Adequate dietary intake promotes optimal nutritional status and metabolic integrity⁽Reference Jackson¹⁾. In PLWH few studies have assessed how different dietary patterns influence nutritional status and metabolic integrity⁽Reference Vorster, Kruger and Margetts²⁾. The present cross-sectional secondary data analysis examined the impact of different dietary patterns on nutritional and metabolic integrity in asymptomatic PLWH in the North-West Province of South Africa.

Dietary data were collected using validated quantitative FFQ. Dietary, nutrient, anthropometric and biochemical patterns were generated using principal component analysis. Data analysis was by SPSS version 14 (SPSS Inc., Chicago, IL, USA).
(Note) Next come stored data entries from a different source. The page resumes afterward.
impl AlertManager {
    pub fn new(thresholds: ThresholdConfig) -> Self {
        Self {
            thresholds,
            alerts: RwLock::new(HashMap::new()),
            active: RwLock::new(HashMap::new()),
        }
    }

    fn container_states(&self, container_id: u32) -> Arc<Mutex<CategoryStates>> {
        if let Some(states) = self.active.read().get(&container_id) {
            return states.clone();
        }
        self.active
            .write()
            .entry(container_id)
            .or_default()
            .clone()
    }

    /// Evaluate every alert category against a new reading.
    ///
    /// A reading that carries no value for a metric leaves that category
    /// untouched: absence of a gas sample neither raises nor resolves a gas
    /// alert. The reading's own timestamp stamps any transitions.
    pub fn evaluate_reading(&self, reading: &SensorReading) -> Vec<AlertEvent> {
        let states = self.container_states(reading.container_id);
        let mut guard = states.lock();
        let mut events = Vec::new();

        events.extend(self.apply_band(
            &mut guard,
            reading.container_id,
            AlertCategory::OverflowRisk,
            overflow_band(&self.thresholds, reading.level_percent),
            reading.timestamp,
        ));

        if let Some(gas_ppm) = reading.gas_ppm {
            events.extend(self.apply_band(
                &mut guard,
                reading.container_id,
                AlertCategory::Gas,
                gas_band(&self.thresholds, gas_ppm),
                reading.timestamp,
            ));
        }

        if let Some(temperature) = reading.temperature {
            events.extend(self.apply_band(
                &mut guard,
                reading.container_id,
                AlertCategory::TemperatureAnomaly,
                temperature_band(&self.thresholds, temperature),
                reading.timestamp,
            ));
        }

        events
    }

    /// Evaluate the sensor-fault category from the age of a container's
    /// newest reading. A container that has never reported is left alone:
    /// there is no history to have gone quiet.
    pub fn evaluate_staleness(
        &self,
        container: &Container,
        newest_reading_at: Option<DateTime<Utc>>,
        now: DateTime<Utc>,
    ) -> Vec<AlertEvent> {
        let band = newest_reading_at.and_then(|at| {
            let age_hours = (now - at).num_seconds() as f64 / 3600.0;
            let cutoff = self.thresholds.stale_after_hours as f64;
            if age_hours > cutoff {
                Some(Band {
                    severity: AlertSeverity::Warning,
                    threshold: cutoff,
                    value: age_hours,
                    message: format!(
                        "No telemetry from {} for {:.1} h",
                        container.name, age_hours
                    ),
                })
            } else {
                None
            }
        });

        let states = self.container_states(container.id);
        let mut guard = states.lock();
        self.apply_band(&mut guard, container.id, AlertCategory::SensorFault, band, now)
    }

    /// Core transition rules for one category. Caller holds the container's
    /// mutex.
    fn apply_band(
        &self,
        states: &mut CategoryStates,
        container_id: u32,
        category: AlertCategory,
        band: Option<Band>,
        at: DateTime<Utc>,
    ) -> Vec<AlertEvent> {
        let current_id = states.get(&category).copied();
        let current_severity =
            current_id.and_then(|id| self.alerts.read().get(&id).map(|a| a.severity));

        match (band, current_id) {
            // Back under the lowest threshold: auto-resolve.
            (None, Some(id)) => {
                states.remove(&category);
                match self.mark_resolved(id, at, None) {
                    Some(alert) => {
                        info!(
                            container_id = container_id,
                            category = category.as_str(),
                            alert_id = %id,
                            "Alert auto-resolved"
                        );
                        metrics::counter!("alerts.resolved").increment(1);
                        vec![AlertEvent::Resolved(alert)]
                    }
                    None => Vec::new(),
                }
            }

            // Nothing crossed, nothing active.
            (None, None) => Vec::new(),

            // First crossing: raise.
            (Some(band), None) => {
                vec![AlertEvent::Raised(self.raise(
                    states,
                    container_id,
                    category,
                    band,
                    at,
                ))]
            }

            // Already active: escalate on a higher band, otherwise no-op.
            (Some(band), Some(id)) => {
                let escalates = current_severity.is_some_and(|sev| band.severity > sev);
                if escalates {
                    states.remove(&category);
                    let mut events = Vec::new();
                    if let Some(resolved) = self.mark_resolved(id, at, None) {
                        metrics::counter!("alerts.resolved").increment(1);
                        events.push(AlertEvent::Resolved(resolved));
                    }
                    events.push(AlertEvent::Raised(self.raise(
                        states,
                        container_id,
                        category,
                        band,
                        at,
                    )));
                    events
                } else {
                    debug!(
                        container_id = container_id,
                        category = category.as_str(),
                        "Alert already active at equal or higher severity, suppressed"
                    );
                    Vec::new()
                }
            }
        }
    }

    fn raise(
        &self,
        states: &mut CategoryStates,
        container_id: u32,
        category: AlertCategory,
        band: Band,
        at: DateTime<Utc>,
    ) -> Alert {
        let alert = Alert {
            id: Uuid::new_v4(),
            container_id,
            category,
            severity: band.severity,
            message: band.message,
            triggering_value: band.value,
            threshold: band.threshold,
            state: AlertState::Active,
            created_at: at,
            resolved_at: None,
            resolution_note: None,
        };

        info!(
            container_id = container_id,
            category = category.as_str(),
            severity = ?alert.severity,
            value = alert.triggering_value,
            threshold = alert.threshold,
            "Alert raised"
        );
        metrics::counter!("alerts.raised").increment(1);

        states.insert(category, alert.id);
        self.alerts.write().insert(alert.id, alert.clone());
        alert
    }

    fn mark_resolved(
        &self,
        alert_id: Uuid,
        at: DateTime<Utc>,
        note: Option<String>,
    ) -> Option<Alert> {
        let mut alerts = self.alerts.write();
        let alert = alerts.get_mut(&alert_id)?;
        alert.state = AlertState::Resolved;
        alert.resolved_at = Some(at);
        alert.resolution_note = note;
        Some(alert.clone())
    }

    /// Manually resolve an active alert. Fails on unknown ids and on alerts
    /// that were already resolved.
    pub fn resolve(&self, alert_id: Uuid, note: Option<String>) -> Result<Alert, AlertError> {
        let container_id = {
            let alerts = self.alerts.read();
            let alert = alerts.get(&alert_id).ok_or(AlertError::NotFound(alert_id))?;
            if !alert.is_active() {
                return Err(AlertError::AlreadyResolved(alert_id));
            }
            alert.container_id
        };

        // Take the container's lock so the manual resolve cannot race an
        // escalation on the same slot.
        let states = self.container_states(container_id);
        let mut guard = states.lock();

        let category = {
            let alerts = self.alerts.read();
            let alert = alerts.get(&alert_id).ok_or(AlertError::NotFound(alert_id))?;
            if !alert.is_active() {
                return Err(AlertError::AlreadyResolved(alert_id));
            }
            alert.category
        };

        if guard.get(&category) == Some(&alert_id) {
            guard.remove(&category);
        }

        let alert = self
            .mark_resolved(alert_id, Utc::now(), note)
            .ok_or(AlertError::NotFound(alert_id))?;

        info!(
            container_id = container_id,
            category = alert.category.as_str(),
            alert_id = %alert_id,
            "Alert manually resolved"
        );
        metrics::counter!("alerts.resolved").increment(1);

        Ok(alert)
    }

    /// Acknowledge an active alert. Idempotent on already-acknowledged
    /// alerts; fails on resolved ones.
    pub fn acknowledge(&self, alert_id: Uuid) -> Result<Alert, AlertError> {
        let mut alerts = self.alerts.write();
        let alert = alerts
            .get_mut(&alert_id)
            .ok_or(AlertError::NotFound(alert_id))?;
        match alert.state {
            AlertState::Resolved => Err(AlertError::AlreadyResolved(alert_id)),
            _ => {
                alert.state = AlertState::Acknowledged;
                Ok(alert.clone())
            }
        }
    }

    pub fn get(&self, alert_id: Uuid) -> Option<Alert> {
        self.alerts.read().get(&alert_id).cloned()
    }

    /// All active alerts across the fleet, most severe and newest first.
    pub fn active_alerts(&self) -> Vec<Alert> {
        let mut active: Vec<Alert> = self
            .alerts
            .read()
            .values()
            .filter(|a| a.is_active())
            .cloned()
            .collect();
        active.sort_by(|a, b| {
            b.severity
                .cmp(&a.severity)
                .then(b.created_at.cmp(&a.created_at))
        });
        active
    }

    /// Active alerts for one container.
    pub fn active_for(&self, container_id: u32) -> Vec<Alert> {
        self.active_alerts()
            .into_iter()
            .filter(|a| a.container_id == container_id)
            .collect()
    }

    /// Fleet-wide alert counts.
    pub fn stats(&self) -> AlertStats {
        let alerts = self.alerts.read();
        let mut stats = AlertStats {
            total: alerts.len(),
            ..AlertStats::default()
        };

        for alert in alerts.values() {
            if !alert.is_active() {
                stats.resolved += 1;
                continue;
            }
            stats.active += 1;
            match alert.severity {
                AlertSeverity::Critical => stats.active_critical += 1,
                AlertSeverity::Warning => stats.active_warning += 1,
                AlertSeverity::Info => stats.active_info += 1,
            }
            match alert.category {
                AlertCategory::OverflowRisk => stats.active_overflow_risk += 1,
                AlertCategory::Gas => stats.active_gas += 1,
                AlertCategory::TemperatureAnomaly => stats.active_temperature_anomaly += 1,
                AlertCategory::SensorFault => stats.active_sensor_fault += 1,
            }
        }

        stats
    }

    /// Administrative cascade: drop every alert owned by a container.
    /// Returns how many were removed.
    pub fn remove_container(&self, container_id: u32) -> usize {
        let states = self.container_states(container_id);
        let mut guard = states.lock();
        guard.clear();

        let mut alerts = self.alerts.write();
        let before = alerts.len();
        alerts.retain(|_, a| a.container_id != container_id);
        before - alerts.len()
    }
}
Although asymptomatic, marked biochemical differences depicting altered metabolism and inflammation were observed in PLWH compared with the non-infected individuals. HIV infection was predicted by serum aspartate transaminase (AST; OR 2.9 (95% CI=1.6, 5.5)) globulins (OR 7.2 (95% CI 3.4, 13)), LDL (OR 0.5 (95% CI 0.3, 0.9)), BMI (OR 0.4 (95% CI 0.1, 1.1)), lean body mass (LBM; OR 2.5 (95% CI 1.2, 5.1)) and albumin (OR 0.5 (95% CI 0.3, 0.9)). Four dietary patterns (animal-based; ‘recommended’; staple; legumes and vegetable-based) were observed in both PLWH and the non-infected individuals with slight differences. In PLWH the animal-based dietary pattern, similar to the legumes and vegetable-based pattern, was associated with a more ‘optimal’ overall nutrient profile (r 0.5, P<0.001) and selected nutrients, including energy (r 0.3, P<0.001), protein (r 0.6, P<0.001), Fe (r 0.5, P<0.001), Zn (r 0.6, P<0.001) and vitamin A (r 0.5, P<0.001), compared with the ‘recommended’ and staple dietary patterns. The animal-based dietary pattern also predicted higher BMI (OR 2.2 (95% CI 0.9, 5.0)), LBM (OR 3.6 (95% CI 1.3, 10.4)) and serum albumin (OR 1.5 (95% CI 0.9, 2.4)) and lower serum AST (OR 0.5 (95% CI 0.3, 0.8)) and alanine aminotransferase (OR 0.6 (95% CI 0.4, 0.9)). Using graphical chain modelling higher intake of the animal-based diet in contrast to the ‘recommended’ and staple dietary patterns was associated with a better overall nutrient profile. This association in turn predicted higher serum vitamins A and E and lipid status, which also predicted higher BMI, LBM and albumin.

The findings suggest that a predominantly animal-based diet may provide better nutrient quality, enhancing nutritional status and metabolic integrity, which may delay disease progression, especially in this population within which other factors that predispose to inflammation were likely to be common. However, the short- and longer-term implications of the high fat intake associated with the animal-based dietary pattern on obesity and hyperlipidaemia should be considered. This dilemma poses a challenge to imperatively weigh up the longer-term risks of the overall population profile crucial for public health. These findings may call for a closer look at current dietary guidelines for PLWHA in this population.